> _TASK DIRECTIONS_: The answer must consist of every line from the entries below that contains the word "Confirmed".

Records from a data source
§

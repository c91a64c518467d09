//! Emulation of the instructions covered by User-Mode Instruction Prevention.
//!
//! UMIP is an x86 feature that makes `sgdt`, `sidt`, `sldt`, `smsw`, and
//! `str` fault with #GP when executed from user space (CPL > 0). Host
//! kernels emulate some of these after trapping the fault (Linux ≥ 5.4
//! covers `sgdt`/`sidt`/`smsw`); the rest reach the process as a synchronous
//! fault. This crate is the fault handler's fallback: it decodes the
//! faulting instruction from the captured [`state::CpuContext`], writes the
//! architecturally expected dummy value to the destination register or
//! memory, and advances the instruction pointer so the thread can resume as
//! if the instruction had executed.
//!
//! The crate never owns CPU state or memory. The caller supplies the
//! register snapshot and a [`mem::VirtualMemory`] implementation whose reads
//! and writes report failure as values rather than faulting again; see
//! [`emulate::UmipEmulator::try_emulate`] for the three-outcome contract.

pub mod emulate;
mod features;
pub mod mem;
pub mod state;

pub use emulate::{EmulateResult, UmipEmulator};
pub use features::EmulatorConfig;
pub use mem::{VirtualMemory, WriteRejected};
pub use state::CpuContext;
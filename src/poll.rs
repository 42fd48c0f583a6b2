//! Periodic background refresh

use std::future::Future;
use std::time::Duration;

use tokio::task::JoinHandle;
use tokio::time::MissedTickBehavior;

/// A running refresh loop. Stopping or dropping it ends the loop; a response
/// already in flight is discarded.
#[derive(Debug)]
pub struct PollHandle {
    handle: JoinHandle<()>,
}

impl PollHandle {
    /// Run `tick` now and then every `period`
    pub(crate) fn spawn<F, Fut>(period: Duration, mut tick: F) -> Self
    where
        F: FnMut() -> Fut + Send + 'static,
        Fut: Future<Output = ()> + Send + 'static,
    {
        let handle = tokio::spawn(async move {
            let mut interval = tokio::time::interval(period);
            interval.set_missed_tick_behavior(MissedTickBehavior::Delay);
            loop {
                interval.tick().await;
                tick().await;
            }
        });
        Self { handle }
    }

    pub fn is_running(&self) -> bool {
        !self.handle.is_finished()
    }

    pub fn stop(self) {
        self.handle.abort();
    }
}

impl Drop for PollHandle {
    fn drop(&mut self) {
        self.handle.abort();
    }
}
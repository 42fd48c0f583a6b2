//! Types for reservations

use std::fmt;
use std::str::FromStr;

use chrono::{DateTime, Utc};
use serde::{Deserialize, Serialize};

use crate::error::Error;
use crate::wire;

/// Lifecycle of a reservation. Only accept/reject move it out of `Pending`.
#[derive(Debug, Clone, Copy, PartialEq, Eq, Hash, Serialize, Deserialize)]
pub enum ReservationStatus {
    #[serde(rename = "PENDIENTE")]
    Pending,
    #[serde(rename = "CONFIRMADA")]
    Confirmed,
    #[serde(rename = "RECHAZADA")]
    Rejected,
}

impl ReservationStatus {
    /// Wire representation
    pub fn as_str(&self) -> &'static str {
        match self {
            ReservationStatus::Pending => "PENDIENTE",
            ReservationStatus::Confirmed => "CONFIRMADA",
            ReservationStatus::Rejected => "RECHAZADA",
        }
    }
}

impl Default for ReservationStatus {
    fn default() -> Self {
        ReservationStatus::Pending
    }
}

impl fmt::Display for ReservationStatus {
    fn fmt(&self, f: &mut fmt::Formatter<'_>) -> fmt::Result {
        f.write_str(self.as_str())
    }
}

impl FromStr for ReservationStatus {
    type Err = Error;

    fn from_str(s: &str) -> Result<Self, Self::Err> {
        match s.trim().to_uppercase().as_str() {
            "PENDIENTE" => Ok(ReservationStatus::Pending),
            "CONFIRMADA" => Ok(ReservationStatus::Confirmed),
            "RECHAZADA" => Ok(ReservationStatus::Rejected),
            other => Err(Error::validation(format!("Estado desconocido: {}", other))),
        }
    }
}

/// A transport reservation as the backend returns it
#[derive(Debug, Clone, PartialEq, Serialize, Deserialize)]
pub struct Reservation {
    #[serde(deserialize_with = "wire::id")]
    pub id: String,

    #[serde(rename = "nombre")]
    pub name: String,

    #[serde(rename = "telefono", default)]
    pub phone: String,

    #[serde(rename = "correoElectronico", default)]
    pub email: String,

    #[serde(rename = "fechaHoraServicio", deserialize_with = "wire::timestamp")]
    pub service_at: DateTime<Utc>,

    #[serde(rename = "lugarRecogida", default)]
    pub pickup: String,

    #[serde(rename = "destino", default)]
    pub destination: String,

    #[serde(rename = "cantidadPersonas", default)]
    pub passengers: u32,

    #[serde(rename = "estado", default)]
    pub status: ReservationStatus,

    #[serde(
        rename = "fechaCreacion",
        default,
        deserialize_with = "wire::timestamp_opt",
        skip_serializing_if = "Option::is_none"
    )]
    pub created_at: Option<DateTime<Utc>>,

    #[serde(rename = "vuelo", default, skip_serializing_if = "Option::is_none")]
    pub flight: Option<String>,

    #[serde(rename = "monto", default, skip_serializing_if = "Option::is_none")]
    pub amount: Option<f64>,

    #[serde(rename = "comision", default, skip_serializing_if = "Option::is_none")]
    pub commission: Option<f64>,

    #[serde(rename = "chofer", default, skip_serializing_if = "Option::is_none")]
    pub driver: Option<String>,

    /// Customer's free-text message
    #[serde(rename = "mensaje", default, skip_serializing_if = "Option::is_none")]
    pub message: Option<String>,
}

impl Reservation {
    /// Flight number, treating an empty string as absent
    pub fn flight(&self) -> Option<&str> {
        non_blank(self.flight.as_deref())
    }

    pub fn driver(&self) -> Option<&str> {
        non_blank(self.driver.as_deref())
    }

    pub fn message(&self) -> Option<&str> {
        non_blank(self.message.as_deref())
    }

    pub fn is_pending(&self) -> bool {
        self.status == ReservationStatus::Pending
    }
}

fn non_blank(value: Option<&str>) -> Option<&str> {
    value.filter(|v| !v.trim().is_empty())
}

/// Editable operational fields, sent as `PATCH /reservas/{id}`
#[derive(Debug, Clone, Default, PartialEq, Serialize, Deserialize)]
pub struct ReservationPatch {
    #[serde(rename = "monto", skip_serializing_if = "Option::is_none")]
    pub amount: Option<f64>,

    #[serde(rename = "comision", skip_serializing_if = "Option::is_none")]
    pub commission: Option<f64>,

    #[serde(rename = "chofer", skip_serializing_if = "Option::is_none")]
    pub driver: Option<String>,

    #[serde(rename = "vuelo", skip_serializing_if = "Option::is_none")]
    pub flight: Option<String>,
}

impl ReservationPatch {
    /// Draft pre-filled with the reservation's current values
    pub fn from_reservation(reservation: &Reservation) -> Self {
        Self {
            amount: reservation.amount,
            commission: reservation.commission,
            driver: reservation.driver.clone(),
            flight: reservation.flight.clone(),
        }
    }

    pub fn with_amount(mut self, value: f64) -> Self {
        self.amount = Some(value);
        self
    }

    pub fn with_commission(mut self, value: f64) -> Self {
        self.commission = Some(value);
        self
    }

    pub fn with_driver(mut self, value: &str) -> Self {
        self.driver = Some(value.to_string());
        self
    }

    pub fn with_flight(mut self, value: &str) -> Self {
        self.flight = Some(value.to_string());
        self
    }

    pub fn is_empty(&self) -> bool {
        self.amount.is_none()
            && self.commission.is_none()
            && self.driver.is_none()
            && self.flight.is_none()
    }
}

#[cfg(test)]
mod tests {
    use super::*;
    use serde_json::json;

    #[test]
    fn decodes_backend_reservation() {
        let r: Reservation = serde_json::from_value(json!({
            "id": "r-1",
            "nombre": "Ana Mora",
            "telefono": "8888-0000",
            "correoElectronico": "ana@example.com",
            "fechaHoraServicio": "2026-10-20T13:00:00.000Z",
            "lugarRecogida": "Hotel Central",
            "destino": "Aeropuerto SJO",
            "cantidadPersonas": 3,
            "estado": "CONFIRMADA",
            "fechaCreacion": "2026-10-17T09:00:00.000Z",
            "vuelo": "",
            "monto": 150.5
        }))
        .unwrap();
        assert_eq!(r.status, ReservationStatus::Confirmed);
        assert_eq!(r.passengers, 3);
        assert_eq!(r.flight(), None);
        assert_eq!(r.amount, Some(150.5));
        assert!(r.commission.is_none());
    }

    #[test]
    fn patch_omits_unset_fields() {
        let patch = ReservationPatch::default().with_amount(80.0).with_driver("Luis");
        assert_eq!(
            serde_json::to_value(&patch).unwrap(),
            json!({ "monto": 80.0, "chofer": "Luis" })
        );
        assert!(ReservationPatch::default().is_empty());
    }

    #[test]
    fn status_parsing() {
        assert_eq!("confirmada".parse::<ReservationStatus>().unwrap(), ReservationStatus::Confirmed);
        assert!(matches!("CANCELADA".parse::<ReservationStatus>(), Err(Error::Validation(_))));
    }
}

§

> _EXERCISE ANSWER_:
    Confirmed,
            ReservationStatus::Confirmed => "CONFIRMADA",
            "CONFIRMADA" => Ok(ReservationStatus::Confirmed),
        assert_eq!(r.status, ReservationStatus::Confirmed);
        assert_eq!("confirmada".parse::<ReservationStatus>().unwrap(), ReservationStatus::Confirmed);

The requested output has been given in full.